2020-08-13 / test@t

Biscuit with tomatoes, eggplant and cheese

Autumn is slowly leaving ... And soon we will have to remember about fragrant tomatoes, blue "greedy" eggplants, ringing fresh peppers, and wait for the start of a new season of vegetables. While there is time, I suggest making "Galeta with Tomatoes, Eggplant and Cheese". This is a great alternative to pizza. Delicious, juicy filling on a thin crunchy base. For aroma and taste, I added a mixture of Italian herbs. It is incomparable to bite it off hot, feeling all the aromas and flavors of the Mediterranean.

Biscuit with tomatoes, eggplant and cheese
  • for the test:
  • softened butter 90 g
  • sugar 20 g
  • a pinch of salt
  • egg 1 pc.
  • flour 200 g
  • For filling:
  • small eggplants 2 pcs.
  • tomatoes 3 pcs.
  • salt pepper
  • mozzarella or hard cheese 80 g
  • fresh or dried basil to taste
  • mixture "Italian herbs" 0.5-1 tsp.


Step 1
Add salt and sugar to the butter, stir until smooth.

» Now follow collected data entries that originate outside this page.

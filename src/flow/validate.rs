//! 流程预检：在任何引擎调用之前找出配置问题
//!
//! 结果只是告警，不阻止运行；条目级行为仍按各批次的降级规则处理。

use std::collections::{BTreeMap, BTreeSet};

use serde::Serialize;

use crate::flow::plan::FlowPlan;
use crate::objectives::AdjustmentMode;
use crate::roi::{lookup_operation, StructureMethod, StructureSpec};

/// 一条预检结果
#[derive(Debug, Clone, PartialEq, Eq, Serialize)]
pub struct ValidationFinding {
    pub section: &'static str,
    pub entry: String,
    pub message: String,
}

impl std::fmt::Display for ValidationFinding {
    fn fmt(&self, f: &mut std::fmt::Formatter<'_>) -> std::fmt::Result {
        write!(f, "{} '{}': {}", self.section, self.entry, self.message)
    }
}

struct Findings(Vec<ValidationFinding>);

impl Findings {
    fn push(&mut self, section: &'static str, entry: &str, message: impl Into<String>) {
        self.0.push(ValidationFinding {
            section,
            entry: entry.to_string(),
            message: message.into(),
        });
    }
}

fn check_structures(
    findings: &mut Findings,
    section: &'static str,
    specs: &[StructureSpec],
    conditions: &BTreeSet<&str>,
    strict: bool,
) {
    for spec in specs {
        if let Some(condition) = &spec.condition {
            if !conditions.contains(condition.as_str()) {
                findings.push(section, &spec.name, format!("unknown condition '{condition}'"));
            }
        }
        match &spec.method {
            Err(e) => findings.push(section, &spec.name, e.to_string()),
            Ok(StructureMethod::Boolean(config)) => {
                if lookup_operation(&config.operation).is_none() {
                    let consequence = if strict {
                        "entry will be skipped"
                    } else {
                        "Union will be used"
                    };
                    findings.push(
                        section,
                        &spec.name,
                        format!("unknown operation '{}', {consequence}", config.operation),
                    );
                }
            }
            Ok(StructureMethod::DoseThreshold(_)) => {}
        }
    }
}

/// 检查重复名称、未知条件引用、无法解析的条件与描述、轮次上限为 0
pub fn validate(plan: &FlowPlan) -> Vec<ValidationFinding> {
    let mut findings = Findings(Vec::new());

    let mut seen: BTreeMap<&str, usize> = BTreeMap::new();
    for criterion in &plan.criteria {
        *seen.entry(criterion.name.as_str()).or_default() += 1;
        if let Err(e) = &criterion.test {
            findings.push("check_conditions", &criterion.name, e.to_string());
        }
        if let Err(e) = &criterion.active_round {
            findings.push("check_conditions", &criterion.name, e.to_string());
        }
    }
    for (name, count) in &seen {
        if *count > 1 {
            findings.push("check_conditions", name, format!("defined {count} times"));
        }
    }
    let conditions: BTreeSet<&str> = seen.keys().copied().collect();

    let strict = plan.strict_operations;
    check_structures(&mut findings, "automate_roi", &plan.automate, &conditions, strict);
    check_structures(&mut findings, "condition_rois", &plan.conditional, &conditions, strict);

    let mut tags: BTreeMap<&str, usize> = BTreeMap::new();
    for (label, spec) in &plan.initial {
        match spec {
            Ok(spec) => *tags.entry(spec.tag.as_str()).or_default() += 1,
            Err(e) => findings.push("initial_functions", label, e.to_string()),
        }
    }
    for adjustment in &plan.adjustments {
        if !conditions.contains(adjustment.condition.as_str()) {
            findings.push(
                "function_adjustments",
                &adjustment.label,
                format!("unknown condition '{}'", adjustment.condition),
            );
        }
        if let Err(e) = &adjustment.mode {
            findings.push("function_adjustments", &adjustment.label, e.to_string());
        }
        match (&adjustment.mode, &adjustment.spec) {
            (Ok(AdjustmentMode::AddNew), Ok(spec)) => {
                *tags.entry(spec.tag.as_str()).or_default() += 1
            }
            (_, Err(e)) => findings.push("function_adjustments", &adjustment.label, e.to_string()),
            _ => {}
        }
    }
    for (tag, count) in &tags {
        if *count > 1 {
            findings.push("functions", tag, format!("tag added {count} times"));
        }
    }

    if plan.max_rounds == 0 {
        findings.push("end_flow", "max_optimize_rounds", "is 0, no optimization rounds will run");
    }

    for finding in &findings.0 {
        tracing::warn!("Flow check: {}", finding);
    }
    findings.0
}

Add egg, stir. Add flour, knead the dough. Wrap the dough in plastic wrap and refrigerate for at least 30 minutes.
Step 2
For the filling, cut the tomatoes into rings, 5 mm thick, cut the mozzarella a little thinner (if you use hard cheese, grate it on a fine grater). Put the tomatoes in a colander, add salt and pepper, leave for ~ 10 minutes to drain all excess juice.
Step 3
Cut the eggplants into strips 5 mm thick, add salt and leave for 10-15 minutes. Then rinse the eggplants, squeeze and dry. Drizzle with olive oil and fry in a preheated pan on both sides until golden brown. Cool slightly and cut into cubes, add 1 clove of minced garlic.
Step 4
Preheat the oven to 180 degrees.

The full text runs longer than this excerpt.